What you need to do —
Extract every line below that contains the word "DashMap".

(Stored data entries)
——

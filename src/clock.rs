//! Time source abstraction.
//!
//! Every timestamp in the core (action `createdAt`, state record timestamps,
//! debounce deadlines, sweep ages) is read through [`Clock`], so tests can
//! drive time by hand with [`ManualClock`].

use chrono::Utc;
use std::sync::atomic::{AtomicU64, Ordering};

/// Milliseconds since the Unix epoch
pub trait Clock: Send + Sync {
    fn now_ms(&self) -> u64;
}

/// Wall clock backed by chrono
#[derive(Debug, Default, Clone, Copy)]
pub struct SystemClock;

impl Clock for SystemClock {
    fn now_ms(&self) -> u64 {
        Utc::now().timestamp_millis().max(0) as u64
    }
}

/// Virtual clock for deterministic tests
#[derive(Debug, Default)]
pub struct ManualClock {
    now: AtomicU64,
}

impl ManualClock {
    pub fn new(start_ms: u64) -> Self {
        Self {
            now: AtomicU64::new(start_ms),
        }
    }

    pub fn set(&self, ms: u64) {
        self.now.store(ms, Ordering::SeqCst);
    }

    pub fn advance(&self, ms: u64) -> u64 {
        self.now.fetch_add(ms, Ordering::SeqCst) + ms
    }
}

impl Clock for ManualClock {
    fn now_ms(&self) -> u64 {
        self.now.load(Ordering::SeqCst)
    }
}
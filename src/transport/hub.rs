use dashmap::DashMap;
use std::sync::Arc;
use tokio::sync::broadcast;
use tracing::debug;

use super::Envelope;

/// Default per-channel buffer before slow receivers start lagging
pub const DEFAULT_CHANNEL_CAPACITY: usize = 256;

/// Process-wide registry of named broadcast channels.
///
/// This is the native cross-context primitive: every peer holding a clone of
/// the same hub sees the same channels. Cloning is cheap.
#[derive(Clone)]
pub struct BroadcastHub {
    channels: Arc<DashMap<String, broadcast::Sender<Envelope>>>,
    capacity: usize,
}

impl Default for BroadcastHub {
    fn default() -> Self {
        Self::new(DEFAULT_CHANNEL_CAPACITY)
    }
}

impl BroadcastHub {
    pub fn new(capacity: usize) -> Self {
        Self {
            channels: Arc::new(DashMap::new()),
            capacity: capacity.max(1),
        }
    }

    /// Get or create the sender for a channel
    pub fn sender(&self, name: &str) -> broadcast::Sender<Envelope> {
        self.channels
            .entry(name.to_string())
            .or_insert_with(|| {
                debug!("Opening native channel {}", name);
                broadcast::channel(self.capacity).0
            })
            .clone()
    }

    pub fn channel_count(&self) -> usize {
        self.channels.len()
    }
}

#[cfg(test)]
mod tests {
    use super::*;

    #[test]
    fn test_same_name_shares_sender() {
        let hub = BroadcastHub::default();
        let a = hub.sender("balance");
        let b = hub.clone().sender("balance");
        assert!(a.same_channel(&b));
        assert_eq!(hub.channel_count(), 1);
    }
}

——

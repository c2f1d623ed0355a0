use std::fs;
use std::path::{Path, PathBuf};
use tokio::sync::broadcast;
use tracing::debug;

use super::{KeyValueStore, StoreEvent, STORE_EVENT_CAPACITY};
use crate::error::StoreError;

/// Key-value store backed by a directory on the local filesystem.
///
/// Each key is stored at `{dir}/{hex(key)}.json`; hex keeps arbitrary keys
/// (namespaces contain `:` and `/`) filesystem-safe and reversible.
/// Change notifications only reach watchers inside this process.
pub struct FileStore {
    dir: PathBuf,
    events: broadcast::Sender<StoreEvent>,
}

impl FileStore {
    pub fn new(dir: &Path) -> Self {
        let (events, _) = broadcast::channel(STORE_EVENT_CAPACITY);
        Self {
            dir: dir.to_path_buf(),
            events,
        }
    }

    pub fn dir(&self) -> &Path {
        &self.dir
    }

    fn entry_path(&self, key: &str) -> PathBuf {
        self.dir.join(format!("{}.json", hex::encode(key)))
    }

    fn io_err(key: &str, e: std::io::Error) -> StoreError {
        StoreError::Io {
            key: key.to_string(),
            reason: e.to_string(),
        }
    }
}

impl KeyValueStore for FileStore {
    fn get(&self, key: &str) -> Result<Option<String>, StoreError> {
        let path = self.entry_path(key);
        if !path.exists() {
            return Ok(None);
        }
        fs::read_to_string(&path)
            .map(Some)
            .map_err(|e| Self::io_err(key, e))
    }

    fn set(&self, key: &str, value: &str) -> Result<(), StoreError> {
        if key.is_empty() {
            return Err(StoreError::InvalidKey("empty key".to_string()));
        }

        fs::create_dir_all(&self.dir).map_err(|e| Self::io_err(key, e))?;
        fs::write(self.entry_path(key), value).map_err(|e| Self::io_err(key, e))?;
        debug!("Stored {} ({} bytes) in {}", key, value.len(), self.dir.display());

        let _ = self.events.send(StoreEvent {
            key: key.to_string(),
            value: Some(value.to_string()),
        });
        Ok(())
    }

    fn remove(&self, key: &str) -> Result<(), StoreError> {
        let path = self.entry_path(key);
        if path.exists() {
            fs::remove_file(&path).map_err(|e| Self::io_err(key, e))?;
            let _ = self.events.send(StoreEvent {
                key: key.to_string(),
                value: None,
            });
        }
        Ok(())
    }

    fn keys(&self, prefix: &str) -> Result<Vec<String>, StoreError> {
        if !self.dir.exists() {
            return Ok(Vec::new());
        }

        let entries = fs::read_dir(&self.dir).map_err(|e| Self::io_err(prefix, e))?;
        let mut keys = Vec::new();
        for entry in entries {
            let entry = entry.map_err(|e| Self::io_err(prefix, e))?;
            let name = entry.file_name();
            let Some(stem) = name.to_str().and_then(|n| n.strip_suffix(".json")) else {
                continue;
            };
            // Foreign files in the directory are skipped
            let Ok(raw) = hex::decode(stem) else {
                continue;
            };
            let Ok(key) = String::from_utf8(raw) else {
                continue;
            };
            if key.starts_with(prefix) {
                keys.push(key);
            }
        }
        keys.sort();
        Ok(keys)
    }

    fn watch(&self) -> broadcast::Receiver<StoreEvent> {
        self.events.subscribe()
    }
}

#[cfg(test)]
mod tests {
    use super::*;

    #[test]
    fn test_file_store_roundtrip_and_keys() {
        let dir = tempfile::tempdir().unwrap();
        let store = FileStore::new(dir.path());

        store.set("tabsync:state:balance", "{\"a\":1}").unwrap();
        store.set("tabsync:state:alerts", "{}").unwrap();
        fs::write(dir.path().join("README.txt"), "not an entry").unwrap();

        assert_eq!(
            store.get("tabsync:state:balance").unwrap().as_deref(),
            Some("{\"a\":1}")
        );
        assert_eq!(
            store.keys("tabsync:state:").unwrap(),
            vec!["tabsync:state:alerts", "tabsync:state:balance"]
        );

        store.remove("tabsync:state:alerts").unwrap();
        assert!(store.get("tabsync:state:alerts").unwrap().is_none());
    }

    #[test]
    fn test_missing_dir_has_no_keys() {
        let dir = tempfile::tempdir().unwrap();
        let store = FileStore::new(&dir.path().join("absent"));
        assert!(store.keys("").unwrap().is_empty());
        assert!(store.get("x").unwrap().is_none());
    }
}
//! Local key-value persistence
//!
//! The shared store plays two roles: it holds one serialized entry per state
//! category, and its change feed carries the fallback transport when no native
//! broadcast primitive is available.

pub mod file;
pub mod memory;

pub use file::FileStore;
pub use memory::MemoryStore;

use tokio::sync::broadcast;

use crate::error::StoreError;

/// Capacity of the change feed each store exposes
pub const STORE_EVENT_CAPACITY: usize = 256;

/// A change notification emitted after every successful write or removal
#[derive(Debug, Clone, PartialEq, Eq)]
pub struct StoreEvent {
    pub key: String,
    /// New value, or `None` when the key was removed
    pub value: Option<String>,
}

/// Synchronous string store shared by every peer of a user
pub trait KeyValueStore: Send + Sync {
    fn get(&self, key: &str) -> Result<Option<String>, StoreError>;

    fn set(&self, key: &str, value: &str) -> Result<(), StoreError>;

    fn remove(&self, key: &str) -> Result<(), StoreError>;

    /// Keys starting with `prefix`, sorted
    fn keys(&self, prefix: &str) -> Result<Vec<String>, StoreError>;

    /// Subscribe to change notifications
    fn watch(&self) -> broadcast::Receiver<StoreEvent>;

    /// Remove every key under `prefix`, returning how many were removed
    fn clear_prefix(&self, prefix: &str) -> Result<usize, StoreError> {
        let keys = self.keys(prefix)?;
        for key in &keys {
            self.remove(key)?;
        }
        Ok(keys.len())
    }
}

——

Output —
use dashmap::DashMap;
    channels: Arc<DashMap<String, broadcast::Sender<Envelope>>>,
            channels: Arc::new(DashMap::new()),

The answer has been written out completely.